And I just wonder, like, if you know, if we focus on, for example, the medical pot issue or, you know, the people who are demanding at least strong federalism, if not outright independence in Vermont, something like that.
Can we show that trying to limit the power of the federal governments over the states is not always just an excuse to try to keep slaves?
Well, of course it's not.
And sometimes it's in favor of a position I support and sometimes it's against, which is why it's difficult, because my top priority is not expanding or reducing the power of the federal government.
It's achieving peace and justice and human good.
And, you know, so when I see when I see the states doing a horrendous job across the board on an issue such as verifiable elections, and I think, God, if we had a national right to vote and national standards and people were simply registered to vote the same day, they're registered to go kill and die in the military.
And we had national standards that were decent, that we had paper ballots publicly counted before all witnesses in the polling place and tallied up from there so that we knew we were electing who we were electing.
I would love to see that national standard imposed on all the states.
But if we saw a bunch of states doing good verifiable elections and automatic registration of voters and so forth and so on, and the federal government was proposing to come in and screw that up and have one nationalized, computerized voting system with trade secrets for the for the computer company with its CEO advocating for fascist officials and so forth, then I would say, God, let's leave this power to the states.
And so it's sort of it is almost necessarily from issue to issue.
Well, yeah, although I think that I mean, you can even tell in the way that you set that up, I think, which is more likely to be true and the danger, at least you recognize the danger.
And if you have two thirds of the states have terrible elections, that's still just from a checks and balances point of view, better than having one terrible standard.
And of course, if we did have one standard, it wouldn't be yours, David.
It would be the Diebold standard.
It would be the one that you were opposed to.
The same thing is, if you want health care to be your way, what we end up getting is a national law that says we ought to buy health insurance from whoever's most politically connected in D.C.
That kind of thing.
They never do it our way.
They always just use our way as the excuse to then do it their way.
Well, that's certainly not true in any absolute sense, including the example you gave of segregation.
It was the national standard of civil rights and integration being imposed on states.
And in many cases, you have seen the federal government advance human rights and decency and the good of the people nationally over the objections of some states.
But as I've mentioned earlier, the federal government has drifted so far out of the control of the people, has become bought and purchased by corporate interests and the dominance of two parties and a military industrial corporate congressional complex, that it's becoming less and less plausible that we get decent policies out of Washington, which is why I expect to see more and more people across the political spectrum looking to states and localities.

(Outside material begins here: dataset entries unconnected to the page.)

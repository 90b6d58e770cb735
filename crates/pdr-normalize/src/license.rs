//! Free-text license-number normalization.
//!
//! Turns the license identifiers scraped from directory listings and registry
//! extracts ("R-054812-1", "LCSW-R 019020-1", "68054812") into a canonical
//! zero-padded 6-digit number plus an optional 2-digit profession sub-code.
//!
//! The function is pure and order-sensitive: profession-prefix stripping runs
//! before digit extraction, so a prefix token can never be misread as part of
//! the number. Rule order is part of the contract.

/// Canonical length of a registry license number.
const NUMBER_LEN: usize = 6;

/// Length of the profession sub-code prefix on 8-digit numbers.
const SUB_CODE_LEN: usize = 2;

/// Trailing digit appended by one upstream source's registration suffix
/// ("-1" collapsed into the number).
const REGISTRATION_NOISE_DIGIT: char = '1';

/// Professional abbreviations that prefix license numbers in free text.
/// Stripped before any digit extraction.
const PROFESSION_PREFIXES: &[&str] = &["LCSW", "LMSW", "LMHC", "LMFT", "LCAT", "CSW", "NPP"];

/// Separator between multiple license values in one field; only the first
/// segment is considered.
const MULTI_VALUE_SEPARATOR: char = ';';

/// Result of normalizing one raw license string.
#[derive(Debug, Clone, PartialEq, Eq)]
pub struct NormalizedLicense {
    /// Zero-padded 6-digit canonical number, or the original raw string when
    /// `valid` is false and no numeric token was found.
    pub number: String,
    /// 2-digit profession sub-code when one was present, else empty.
    pub sub_code: String,
    /// False when the input is not a registry-format license. Callers must
    /// treat that as "not comparable", not as an error.
    pub valid: bool,
}

impl NormalizedLicense {
    fn invalid(number: String) -> Self {
        Self {
            number,
            sub_code: String::new(),
            valid: false,
        }
    }
}

/// Normalize a free-text license identifier.
///
/// Re-normalizing the `number` of a valid result is a no-op.
pub fn normalize(raw: &str) -> NormalizedLicense {
    // Uppercase first, then correct the known OCR confusion of letter O for
    // digit 0 so "O54812" reads as numeric.
    let upper = raw.trim().to_uppercase().replace('O', "0");

    let compact: String = upper.chars().filter(|c| !c.is_whitespace()).collect();
    if compact.is_empty() {
        return NormalizedLicense::invalid(raw.to_string());
    }

    if compact.chars().all(|c| c.is_ascii_digit()) {
        return match normalize_digits(&compact) {
            Some((number, sub_code)) => NormalizedLicense {
                number,
                sub_code,
                valid: true,
            },
            None => NormalizedLicense::invalid(compact),
        };
    }

    normalize_tokens(raw, &upper)
}

/// Disambiguate a purely numeric string by length.
fn normalize_digits(digits: &str) -> Option<(String, String)> {
    match digits.len() {
        8 => {
            let (sub, number) = digits.split_at(SUB_CODE_LEN);
            Some((number.to_string(), sub.to_string()))
        }
        7 if digits.ends_with(REGISTRATION_NOISE_DIGIT) => {
            Some((digits[..NUMBER_LEN].to_string(), String::new()))
        }
        3..=6 => Some((format!("{:0>width$}", digits, width = NUMBER_LEN), String::new())),
        _ => None,
    }
}

/// Extract number and sub-code from a mixed alpha-numeric license string.
fn normalize_tokens(raw: &str, upper: &str) -> NormalizedLicense {
    let segment = upper
        .split(MULTI_VALUE_SEPARATOR)
        .next()
        .unwrap_or_default();

    let mut tokens: Vec<&str> = segment
        .split(|c: char| c == '-' || c.is_whitespace())
        .filter(|t| !t.is_empty())
        .collect();

    // Profession prefixes go first; only then may single-character noise
    // tokens ("R", a stray digit) be dropped.
    tokens.retain(|t| !PROFESSION_PREFIXES.contains(t));
    tokens.retain(|t| t.chars().count() > 1);

    let mut sub_code = String::new();
    let mut number: Option<String> = None;

    for token in tokens {
        // One source writes the registration prefix flush against the
        // digits ("R054812").
        let token = match token.strip_prefix('R') {
            Some(rest) if !rest.is_empty() && rest.chars().all(|c| c.is_ascii_digit()) => rest,
            _ => token,
        };

        if !token.chars().all(|c| c.is_ascii_digit()) {
            continue;
        }

        if token.len() == SUB_CODE_LEN && sub_code.is_empty() {
            sub_code = token.to_string();
            continue;
        }

        if number.is_none() {
            if let Some((num, sub)) = normalize_digits(token) {
                if sub_code.is_empty() {
                    sub_code = sub;
                }
                number = Some(num);
            }
        }
    }

    match number {
        Some(number) => NormalizedLicense {
            number,
            sub_code,
            valid: true,
        },
        // No numeric token at all: hand the raw string back unchanged so the
        // caller can treat it as a non-registry license.
        None => NormalizedLicense::invalid(raw.to_string()),
    }
}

But I don't think it's an absolute rule and that you can state that the federal government, you know, as a matter of physics, can do no good.

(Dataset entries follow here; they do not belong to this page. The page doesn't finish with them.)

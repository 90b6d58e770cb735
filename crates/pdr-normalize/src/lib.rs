//! Normalization of the free-text signals the resolver matches on: license
//! numbers, credential strings, and person names.

pub mod credential;
pub mod license;
pub mod names;

pub use credential::{CredentialParser, required_degree_violations};
pub use license::{NormalizedLicense, normalize};
pub use names::normalize_name;
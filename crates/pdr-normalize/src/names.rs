//! Person-name normalization used for bucketing and name keys.

/// Lowercase a scraped name and strip punctuation and whitespace, so
/// "St. John", "ST JOHN" and "st-john" all compare equal.
pub fn normalize_name(raw: &str) -> String {
    raw.chars()
        .filter(|c| c.is_alphanumeric())
        .flat_map(char::to_lowercase)
        .collect()
}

We we almost have to make it do good or we're done for it.
We cannot at the state level save it, save the environment.
We cannot at the state level stop these wars.
So at some point, at the state level, we can't wage these wars.
I agree with that, too.
And if we you know, I almost feel like I feel what you're saying.
And it's OK that we don't you know, that we don't have to agree on every little thing and all that.
But I mean, it really does seem like, doesn't it, that the civil rights example is the one big exception to the rule.
That's always the example.
In fact, on virtually everything, our national government.
Well, the warfare state obviously is the most violent force on the face of the earth and has been, you know, since the 40s and, you know, holds thousands of hydrogen bombs in reserve and things like this.
And they're the ones who perpetrate and and through their inflation pay for things like the federal drug war, which if it was just the states and not the federal government, the states would have given up on the drug war for the expense a long time ago.
You know, in fact, almost every example is how the federal government is worse, don't you think?
I mean, isn't isn't making sure that black folks can vote in the South like that and things like that?
That's like the one big exception is those civil rights acts.
Oh, it is the biggest exception and the biggest example, but it's a broad one and it's not one that's in the past.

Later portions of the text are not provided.